Exactly the lines from the top of the records below through the one containing "and nothing is" must be set down, with no line added or dropped.

(Extracted material begins)

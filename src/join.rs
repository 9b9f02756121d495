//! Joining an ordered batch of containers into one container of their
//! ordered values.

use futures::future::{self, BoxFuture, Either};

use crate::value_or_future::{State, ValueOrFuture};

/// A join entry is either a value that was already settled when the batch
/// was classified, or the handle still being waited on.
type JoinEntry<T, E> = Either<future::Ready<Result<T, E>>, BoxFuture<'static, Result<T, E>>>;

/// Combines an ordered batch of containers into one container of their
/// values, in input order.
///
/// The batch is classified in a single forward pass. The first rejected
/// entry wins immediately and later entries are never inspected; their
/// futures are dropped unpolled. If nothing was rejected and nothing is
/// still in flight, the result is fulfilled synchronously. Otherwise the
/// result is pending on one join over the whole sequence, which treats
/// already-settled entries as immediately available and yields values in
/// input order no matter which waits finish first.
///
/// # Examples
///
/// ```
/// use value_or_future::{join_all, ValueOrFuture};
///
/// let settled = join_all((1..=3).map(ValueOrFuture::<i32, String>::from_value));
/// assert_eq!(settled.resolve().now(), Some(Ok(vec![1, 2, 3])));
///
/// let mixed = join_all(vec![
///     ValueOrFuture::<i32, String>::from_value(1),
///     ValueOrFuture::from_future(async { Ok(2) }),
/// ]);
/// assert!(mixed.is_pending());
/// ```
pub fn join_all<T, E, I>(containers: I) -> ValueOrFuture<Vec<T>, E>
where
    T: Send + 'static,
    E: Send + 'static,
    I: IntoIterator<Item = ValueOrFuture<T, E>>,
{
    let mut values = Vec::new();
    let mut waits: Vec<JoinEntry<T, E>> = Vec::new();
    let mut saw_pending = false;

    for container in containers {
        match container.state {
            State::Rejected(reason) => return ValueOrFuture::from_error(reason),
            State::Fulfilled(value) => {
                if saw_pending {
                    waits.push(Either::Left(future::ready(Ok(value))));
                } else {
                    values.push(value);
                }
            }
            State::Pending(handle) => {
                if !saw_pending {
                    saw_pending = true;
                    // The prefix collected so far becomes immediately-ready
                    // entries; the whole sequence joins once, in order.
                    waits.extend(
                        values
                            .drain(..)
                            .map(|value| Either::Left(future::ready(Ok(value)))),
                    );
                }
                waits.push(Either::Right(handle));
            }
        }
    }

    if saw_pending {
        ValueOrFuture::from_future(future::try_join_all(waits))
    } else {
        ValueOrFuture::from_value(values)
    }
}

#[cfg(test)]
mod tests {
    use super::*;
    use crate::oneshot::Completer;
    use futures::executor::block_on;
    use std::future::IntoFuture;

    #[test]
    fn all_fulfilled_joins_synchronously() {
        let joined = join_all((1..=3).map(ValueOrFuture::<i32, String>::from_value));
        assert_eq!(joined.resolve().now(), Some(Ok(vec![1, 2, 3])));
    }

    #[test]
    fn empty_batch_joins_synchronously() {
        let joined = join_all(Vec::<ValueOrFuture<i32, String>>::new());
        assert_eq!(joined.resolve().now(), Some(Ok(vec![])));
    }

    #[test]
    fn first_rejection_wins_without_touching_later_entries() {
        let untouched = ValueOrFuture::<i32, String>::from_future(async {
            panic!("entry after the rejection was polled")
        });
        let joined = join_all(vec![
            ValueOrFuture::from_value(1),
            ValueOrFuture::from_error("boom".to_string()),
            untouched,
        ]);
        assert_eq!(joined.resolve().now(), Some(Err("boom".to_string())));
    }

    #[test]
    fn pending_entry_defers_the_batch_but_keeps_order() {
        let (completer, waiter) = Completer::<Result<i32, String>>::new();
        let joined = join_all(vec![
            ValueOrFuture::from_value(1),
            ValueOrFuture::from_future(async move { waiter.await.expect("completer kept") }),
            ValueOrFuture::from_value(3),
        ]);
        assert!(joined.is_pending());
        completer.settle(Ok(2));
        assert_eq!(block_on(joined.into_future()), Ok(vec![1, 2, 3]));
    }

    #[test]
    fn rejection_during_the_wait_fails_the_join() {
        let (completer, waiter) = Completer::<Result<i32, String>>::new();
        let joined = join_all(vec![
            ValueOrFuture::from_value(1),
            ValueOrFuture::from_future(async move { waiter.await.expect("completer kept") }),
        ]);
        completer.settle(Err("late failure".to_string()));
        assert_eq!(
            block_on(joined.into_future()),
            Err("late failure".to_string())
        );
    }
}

(Extracted material ends)

Finished task
filename src/join.rs
repository 9b9f02756121d495
//! Joining an ordered batch of containers into one container of their
//! ordered values.

use futures::future::{self, BoxFuture, Either};

use crate::value_or_future::{State, ValueOrFuture};

/// A join entry is either a value that was already settled when the batch
/// was classified, or the handle still being waited on.
type JoinEntry<T, E> = Either<future::Ready<Result<T, E>>, BoxFuture<'static, Result<T, E>>>;

/// Combines an ordered batch of containers into one container of their
/// values, in input order.
///
/// The batch is classified in a single forward pass. The first rejected
/// entry wins immediately and later entries are never inspected; their
/// futures are dropped unpolled. If nothing was rejected and nothing is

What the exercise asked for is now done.